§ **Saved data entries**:
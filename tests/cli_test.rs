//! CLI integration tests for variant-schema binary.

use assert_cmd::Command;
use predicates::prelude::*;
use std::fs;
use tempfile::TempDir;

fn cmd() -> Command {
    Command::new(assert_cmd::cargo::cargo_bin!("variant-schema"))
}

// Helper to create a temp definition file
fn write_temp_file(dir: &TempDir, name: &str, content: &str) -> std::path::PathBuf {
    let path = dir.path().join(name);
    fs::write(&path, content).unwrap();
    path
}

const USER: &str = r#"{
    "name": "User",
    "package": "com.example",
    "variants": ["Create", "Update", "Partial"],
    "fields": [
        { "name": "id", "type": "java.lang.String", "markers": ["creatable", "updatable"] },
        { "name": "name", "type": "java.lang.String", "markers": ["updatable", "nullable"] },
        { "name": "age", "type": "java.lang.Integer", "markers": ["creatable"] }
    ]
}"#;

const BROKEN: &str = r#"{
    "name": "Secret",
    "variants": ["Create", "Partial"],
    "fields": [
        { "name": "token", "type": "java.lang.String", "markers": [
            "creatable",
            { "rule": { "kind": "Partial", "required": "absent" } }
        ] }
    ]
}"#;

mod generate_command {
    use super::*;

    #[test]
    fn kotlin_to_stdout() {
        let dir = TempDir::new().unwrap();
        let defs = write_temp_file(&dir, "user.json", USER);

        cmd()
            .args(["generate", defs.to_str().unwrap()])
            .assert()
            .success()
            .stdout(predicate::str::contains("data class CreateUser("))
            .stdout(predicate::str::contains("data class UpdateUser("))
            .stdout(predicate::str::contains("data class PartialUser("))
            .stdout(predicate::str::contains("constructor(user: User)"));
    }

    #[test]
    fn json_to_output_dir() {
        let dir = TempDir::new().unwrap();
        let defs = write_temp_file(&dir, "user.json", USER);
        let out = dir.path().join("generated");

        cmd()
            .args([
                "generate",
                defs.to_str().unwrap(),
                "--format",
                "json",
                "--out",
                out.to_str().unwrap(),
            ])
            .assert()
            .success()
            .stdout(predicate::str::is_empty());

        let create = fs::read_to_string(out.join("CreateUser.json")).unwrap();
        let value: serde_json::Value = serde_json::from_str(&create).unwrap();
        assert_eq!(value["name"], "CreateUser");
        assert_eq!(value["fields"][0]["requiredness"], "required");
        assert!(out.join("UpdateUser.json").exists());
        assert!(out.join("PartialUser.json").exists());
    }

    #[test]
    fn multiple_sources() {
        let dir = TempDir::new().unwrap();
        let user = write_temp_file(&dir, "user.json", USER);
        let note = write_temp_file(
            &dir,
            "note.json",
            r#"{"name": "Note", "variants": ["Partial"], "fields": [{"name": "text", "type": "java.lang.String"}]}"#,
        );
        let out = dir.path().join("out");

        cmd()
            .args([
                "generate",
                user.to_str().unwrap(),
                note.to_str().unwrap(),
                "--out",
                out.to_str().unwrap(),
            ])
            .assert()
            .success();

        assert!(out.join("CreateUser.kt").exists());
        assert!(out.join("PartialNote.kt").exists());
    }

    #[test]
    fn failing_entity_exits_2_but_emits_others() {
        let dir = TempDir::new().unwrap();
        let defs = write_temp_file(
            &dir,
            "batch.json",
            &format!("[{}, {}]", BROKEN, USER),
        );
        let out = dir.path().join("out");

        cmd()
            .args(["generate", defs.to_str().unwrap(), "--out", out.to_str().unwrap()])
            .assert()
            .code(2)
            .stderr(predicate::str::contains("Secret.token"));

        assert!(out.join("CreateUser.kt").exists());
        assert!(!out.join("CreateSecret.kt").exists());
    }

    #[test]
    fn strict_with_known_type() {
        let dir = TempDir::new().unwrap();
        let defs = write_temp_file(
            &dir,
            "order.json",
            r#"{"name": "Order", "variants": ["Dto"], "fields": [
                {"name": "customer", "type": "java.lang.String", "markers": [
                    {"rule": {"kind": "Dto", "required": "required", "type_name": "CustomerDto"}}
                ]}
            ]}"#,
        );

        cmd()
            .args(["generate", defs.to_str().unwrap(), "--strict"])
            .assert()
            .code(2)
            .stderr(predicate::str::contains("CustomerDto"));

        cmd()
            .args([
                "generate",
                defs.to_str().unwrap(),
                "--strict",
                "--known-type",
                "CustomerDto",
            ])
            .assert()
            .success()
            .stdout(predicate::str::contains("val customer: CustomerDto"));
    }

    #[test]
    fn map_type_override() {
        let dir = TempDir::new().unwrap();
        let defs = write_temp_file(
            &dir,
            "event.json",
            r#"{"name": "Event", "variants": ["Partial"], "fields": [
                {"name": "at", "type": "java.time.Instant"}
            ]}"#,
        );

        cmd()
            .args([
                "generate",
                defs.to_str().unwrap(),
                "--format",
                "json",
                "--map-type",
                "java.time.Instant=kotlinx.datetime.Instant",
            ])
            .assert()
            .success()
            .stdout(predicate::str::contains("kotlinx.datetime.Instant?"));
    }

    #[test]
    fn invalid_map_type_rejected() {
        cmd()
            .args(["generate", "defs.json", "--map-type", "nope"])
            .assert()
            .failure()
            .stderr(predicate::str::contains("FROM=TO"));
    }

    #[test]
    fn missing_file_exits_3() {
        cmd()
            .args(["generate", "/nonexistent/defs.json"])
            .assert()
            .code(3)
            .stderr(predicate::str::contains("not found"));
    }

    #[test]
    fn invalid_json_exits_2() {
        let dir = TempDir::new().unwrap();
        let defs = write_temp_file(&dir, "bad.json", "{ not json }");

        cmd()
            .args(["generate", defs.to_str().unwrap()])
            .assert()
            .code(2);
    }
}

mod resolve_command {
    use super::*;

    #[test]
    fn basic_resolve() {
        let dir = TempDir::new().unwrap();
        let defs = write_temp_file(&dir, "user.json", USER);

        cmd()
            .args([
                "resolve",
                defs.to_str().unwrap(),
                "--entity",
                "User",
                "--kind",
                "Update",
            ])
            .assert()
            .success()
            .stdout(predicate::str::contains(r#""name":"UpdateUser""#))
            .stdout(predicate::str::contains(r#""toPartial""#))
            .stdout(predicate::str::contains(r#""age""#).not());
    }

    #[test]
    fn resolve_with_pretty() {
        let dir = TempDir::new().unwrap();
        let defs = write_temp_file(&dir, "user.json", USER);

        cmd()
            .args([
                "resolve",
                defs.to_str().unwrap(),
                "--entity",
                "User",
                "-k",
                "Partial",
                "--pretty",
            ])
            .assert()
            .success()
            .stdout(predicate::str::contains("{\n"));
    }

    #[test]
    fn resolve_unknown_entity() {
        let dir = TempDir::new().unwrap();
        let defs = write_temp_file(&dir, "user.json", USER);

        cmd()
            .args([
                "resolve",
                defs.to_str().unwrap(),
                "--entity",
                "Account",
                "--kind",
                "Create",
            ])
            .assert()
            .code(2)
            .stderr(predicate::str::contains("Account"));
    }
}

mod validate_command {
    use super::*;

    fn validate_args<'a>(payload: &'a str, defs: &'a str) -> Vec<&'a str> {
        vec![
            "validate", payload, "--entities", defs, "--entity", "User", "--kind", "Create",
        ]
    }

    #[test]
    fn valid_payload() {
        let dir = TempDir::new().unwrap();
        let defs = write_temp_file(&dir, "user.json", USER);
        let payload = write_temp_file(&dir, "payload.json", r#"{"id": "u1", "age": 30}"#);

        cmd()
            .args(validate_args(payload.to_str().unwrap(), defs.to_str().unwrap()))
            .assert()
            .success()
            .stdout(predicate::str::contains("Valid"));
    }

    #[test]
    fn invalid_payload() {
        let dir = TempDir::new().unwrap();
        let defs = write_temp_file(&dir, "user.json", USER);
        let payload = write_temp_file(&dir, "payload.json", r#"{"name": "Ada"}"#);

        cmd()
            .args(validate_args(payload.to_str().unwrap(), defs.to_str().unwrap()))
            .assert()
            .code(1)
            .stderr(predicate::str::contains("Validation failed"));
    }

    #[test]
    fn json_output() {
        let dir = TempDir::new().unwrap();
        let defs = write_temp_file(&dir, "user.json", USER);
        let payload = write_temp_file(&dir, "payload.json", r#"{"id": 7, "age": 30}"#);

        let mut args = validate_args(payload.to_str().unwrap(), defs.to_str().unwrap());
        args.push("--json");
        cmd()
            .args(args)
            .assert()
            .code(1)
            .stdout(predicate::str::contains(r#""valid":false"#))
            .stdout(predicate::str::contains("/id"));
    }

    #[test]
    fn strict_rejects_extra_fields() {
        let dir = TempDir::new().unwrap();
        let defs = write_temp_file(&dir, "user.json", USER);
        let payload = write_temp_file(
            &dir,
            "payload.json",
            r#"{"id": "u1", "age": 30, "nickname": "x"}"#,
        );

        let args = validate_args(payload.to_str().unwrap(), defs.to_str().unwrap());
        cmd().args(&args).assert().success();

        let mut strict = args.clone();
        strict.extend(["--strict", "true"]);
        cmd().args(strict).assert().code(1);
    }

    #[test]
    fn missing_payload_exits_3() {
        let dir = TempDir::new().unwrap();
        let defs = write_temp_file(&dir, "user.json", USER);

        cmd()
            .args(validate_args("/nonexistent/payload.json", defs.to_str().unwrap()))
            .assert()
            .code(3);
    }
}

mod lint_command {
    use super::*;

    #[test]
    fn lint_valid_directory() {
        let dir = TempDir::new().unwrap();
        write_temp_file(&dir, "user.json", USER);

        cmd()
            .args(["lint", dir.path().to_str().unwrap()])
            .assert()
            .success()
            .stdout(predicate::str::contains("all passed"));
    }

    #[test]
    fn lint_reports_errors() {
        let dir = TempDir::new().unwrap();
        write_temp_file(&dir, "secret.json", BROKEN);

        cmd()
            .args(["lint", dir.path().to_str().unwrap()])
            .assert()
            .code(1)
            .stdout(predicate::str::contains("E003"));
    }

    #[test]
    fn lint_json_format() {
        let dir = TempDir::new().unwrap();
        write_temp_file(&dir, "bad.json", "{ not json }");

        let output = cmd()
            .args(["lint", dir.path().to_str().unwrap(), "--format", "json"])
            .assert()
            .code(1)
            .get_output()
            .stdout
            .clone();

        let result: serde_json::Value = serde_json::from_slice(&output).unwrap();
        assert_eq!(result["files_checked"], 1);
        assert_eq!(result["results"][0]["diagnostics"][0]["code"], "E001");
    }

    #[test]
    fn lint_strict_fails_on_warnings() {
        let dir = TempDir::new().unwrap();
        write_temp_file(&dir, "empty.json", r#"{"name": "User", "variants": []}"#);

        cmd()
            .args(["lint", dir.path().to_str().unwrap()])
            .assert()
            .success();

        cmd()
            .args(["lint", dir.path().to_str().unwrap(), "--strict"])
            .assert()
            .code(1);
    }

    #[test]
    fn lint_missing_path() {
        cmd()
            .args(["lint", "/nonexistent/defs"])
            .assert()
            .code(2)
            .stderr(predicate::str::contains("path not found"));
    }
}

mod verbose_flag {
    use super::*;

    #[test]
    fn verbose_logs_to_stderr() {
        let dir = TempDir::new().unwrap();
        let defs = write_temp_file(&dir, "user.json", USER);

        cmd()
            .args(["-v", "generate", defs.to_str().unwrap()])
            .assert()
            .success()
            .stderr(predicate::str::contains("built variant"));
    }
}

§ **WORK REQUEST**:
Going through the data above, count the lines where the string "exists" appears, and answer with only that number.

§ **RESPONSE BOX**:
6